■ **PROBLEM REQUIREMENTS**:
Transcribe, verbatim, every line from the start of the entries through the line that contains "impl fmt::Display for"; include both boundary lines and omit all others.

■ **WORKING DATA**:
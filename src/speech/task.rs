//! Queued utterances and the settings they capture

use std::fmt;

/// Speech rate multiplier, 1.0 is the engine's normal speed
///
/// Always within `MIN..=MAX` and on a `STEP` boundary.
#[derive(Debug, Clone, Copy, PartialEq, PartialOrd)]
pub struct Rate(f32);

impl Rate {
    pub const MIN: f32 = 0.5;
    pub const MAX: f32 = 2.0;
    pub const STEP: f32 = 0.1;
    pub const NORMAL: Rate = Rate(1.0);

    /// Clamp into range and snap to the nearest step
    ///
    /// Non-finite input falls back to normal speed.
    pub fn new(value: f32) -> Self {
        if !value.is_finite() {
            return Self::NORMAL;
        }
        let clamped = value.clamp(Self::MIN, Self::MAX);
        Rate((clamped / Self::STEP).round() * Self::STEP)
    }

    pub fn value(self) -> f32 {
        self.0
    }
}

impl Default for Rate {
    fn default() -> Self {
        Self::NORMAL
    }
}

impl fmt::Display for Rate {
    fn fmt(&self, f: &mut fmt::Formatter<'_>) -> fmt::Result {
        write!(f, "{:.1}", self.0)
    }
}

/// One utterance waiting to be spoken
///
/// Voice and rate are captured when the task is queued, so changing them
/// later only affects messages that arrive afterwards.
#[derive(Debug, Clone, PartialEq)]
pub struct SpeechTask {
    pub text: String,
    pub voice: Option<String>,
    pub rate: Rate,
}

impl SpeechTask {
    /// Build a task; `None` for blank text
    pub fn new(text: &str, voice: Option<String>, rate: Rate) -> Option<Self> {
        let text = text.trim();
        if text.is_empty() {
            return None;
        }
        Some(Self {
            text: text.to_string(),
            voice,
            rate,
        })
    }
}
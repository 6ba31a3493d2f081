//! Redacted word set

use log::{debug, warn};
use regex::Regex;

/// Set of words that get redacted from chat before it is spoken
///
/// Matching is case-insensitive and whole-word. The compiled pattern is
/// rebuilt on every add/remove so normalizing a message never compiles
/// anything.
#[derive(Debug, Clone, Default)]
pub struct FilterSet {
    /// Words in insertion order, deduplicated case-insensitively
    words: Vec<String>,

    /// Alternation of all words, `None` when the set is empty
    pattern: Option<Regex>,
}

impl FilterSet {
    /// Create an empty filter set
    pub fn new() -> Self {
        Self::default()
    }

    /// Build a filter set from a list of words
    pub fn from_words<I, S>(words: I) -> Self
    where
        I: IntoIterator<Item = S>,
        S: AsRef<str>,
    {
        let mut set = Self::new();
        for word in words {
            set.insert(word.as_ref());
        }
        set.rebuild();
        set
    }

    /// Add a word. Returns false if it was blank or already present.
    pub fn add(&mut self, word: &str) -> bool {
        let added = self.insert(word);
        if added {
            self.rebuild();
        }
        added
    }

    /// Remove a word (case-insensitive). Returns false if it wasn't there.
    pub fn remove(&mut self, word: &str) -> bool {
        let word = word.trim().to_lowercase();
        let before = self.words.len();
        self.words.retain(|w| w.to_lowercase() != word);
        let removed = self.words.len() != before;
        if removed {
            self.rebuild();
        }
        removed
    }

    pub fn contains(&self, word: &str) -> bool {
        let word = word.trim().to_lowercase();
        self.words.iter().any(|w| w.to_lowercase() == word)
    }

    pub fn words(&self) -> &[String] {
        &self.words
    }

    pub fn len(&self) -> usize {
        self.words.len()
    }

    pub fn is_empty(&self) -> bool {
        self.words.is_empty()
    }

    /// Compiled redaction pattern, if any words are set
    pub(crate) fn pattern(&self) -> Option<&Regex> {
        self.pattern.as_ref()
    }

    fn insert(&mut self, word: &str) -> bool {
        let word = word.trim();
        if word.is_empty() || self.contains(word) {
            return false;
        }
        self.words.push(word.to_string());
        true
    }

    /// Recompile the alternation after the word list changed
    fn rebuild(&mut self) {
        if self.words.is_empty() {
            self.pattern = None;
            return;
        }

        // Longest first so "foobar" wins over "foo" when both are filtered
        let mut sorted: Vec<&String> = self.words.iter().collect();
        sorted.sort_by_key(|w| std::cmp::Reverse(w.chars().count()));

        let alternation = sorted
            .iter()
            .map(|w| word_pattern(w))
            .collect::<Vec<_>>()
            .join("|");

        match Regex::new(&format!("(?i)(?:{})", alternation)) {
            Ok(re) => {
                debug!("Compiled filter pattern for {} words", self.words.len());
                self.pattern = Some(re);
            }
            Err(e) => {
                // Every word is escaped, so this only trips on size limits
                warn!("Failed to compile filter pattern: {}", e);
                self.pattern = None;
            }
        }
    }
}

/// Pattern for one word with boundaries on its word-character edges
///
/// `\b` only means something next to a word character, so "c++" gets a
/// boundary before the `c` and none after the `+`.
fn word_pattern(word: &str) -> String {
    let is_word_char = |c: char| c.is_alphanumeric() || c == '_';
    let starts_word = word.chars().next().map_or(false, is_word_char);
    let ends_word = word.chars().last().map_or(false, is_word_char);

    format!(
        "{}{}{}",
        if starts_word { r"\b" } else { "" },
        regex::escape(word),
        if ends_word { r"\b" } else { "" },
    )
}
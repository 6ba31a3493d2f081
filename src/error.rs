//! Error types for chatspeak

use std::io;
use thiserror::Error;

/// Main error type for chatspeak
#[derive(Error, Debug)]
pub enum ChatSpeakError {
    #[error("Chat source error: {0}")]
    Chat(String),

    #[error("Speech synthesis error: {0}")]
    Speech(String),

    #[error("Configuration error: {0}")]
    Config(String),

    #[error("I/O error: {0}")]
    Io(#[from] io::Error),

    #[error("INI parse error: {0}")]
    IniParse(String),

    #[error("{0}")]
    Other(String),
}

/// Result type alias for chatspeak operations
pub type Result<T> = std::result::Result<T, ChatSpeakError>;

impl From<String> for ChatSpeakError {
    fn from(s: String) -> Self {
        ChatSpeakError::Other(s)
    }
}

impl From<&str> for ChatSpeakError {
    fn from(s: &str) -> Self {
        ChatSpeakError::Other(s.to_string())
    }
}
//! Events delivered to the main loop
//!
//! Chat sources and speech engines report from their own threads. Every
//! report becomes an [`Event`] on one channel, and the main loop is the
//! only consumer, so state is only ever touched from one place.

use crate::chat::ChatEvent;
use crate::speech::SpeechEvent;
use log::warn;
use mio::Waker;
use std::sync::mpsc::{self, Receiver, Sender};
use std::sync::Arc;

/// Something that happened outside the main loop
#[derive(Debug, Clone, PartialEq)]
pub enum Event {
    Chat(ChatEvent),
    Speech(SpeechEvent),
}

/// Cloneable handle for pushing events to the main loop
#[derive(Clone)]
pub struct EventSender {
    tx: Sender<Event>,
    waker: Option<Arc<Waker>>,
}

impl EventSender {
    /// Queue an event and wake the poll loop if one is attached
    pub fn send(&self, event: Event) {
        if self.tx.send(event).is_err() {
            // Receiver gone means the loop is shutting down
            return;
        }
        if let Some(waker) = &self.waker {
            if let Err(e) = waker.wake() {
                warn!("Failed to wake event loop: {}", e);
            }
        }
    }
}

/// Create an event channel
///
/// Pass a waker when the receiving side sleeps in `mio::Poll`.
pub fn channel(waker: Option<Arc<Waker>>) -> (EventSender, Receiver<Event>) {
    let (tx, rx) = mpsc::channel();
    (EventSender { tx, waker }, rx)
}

■ **RESULT OF THE TASK**:
filename src/speech/task.rs
//! Queued utterances and the settings they capture

use std::fmt;

/// Speech rate multiplier, 1.0 is the engine's normal speed
///
/// Always within `MIN..=MAX` and on a `STEP` boundary.
#[derive(Debug, Clone, Copy, PartialEq, PartialOrd)]
pub struct Rate(f32);

impl Rate {
    pub const MIN: f32 = 0.5;
    pub const MAX: f32 = 2.0;
    pub const STEP: f32 = 0.1;
    pub const NORMAL: Rate = Rate(1.0);

    /// Clamp into range and snap to the nearest step
    ///
    /// Non-finite input falls back to normal speed.
    pub fn new(value: f32) -> Self {
        if !value.is_finite() {
            return Self::NORMAL;
        }
        let clamped = value.clamp(Self::MIN, Self::MAX);
        Rate((clamped / Self::STEP).round() * Self::STEP)
    }

    pub fn value(self) -> f32 {
        self.0
    }
}

impl Default for Rate {
    fn default() -> Self {
        Self::NORMAL
    }
}

impl fmt::Display for Rate {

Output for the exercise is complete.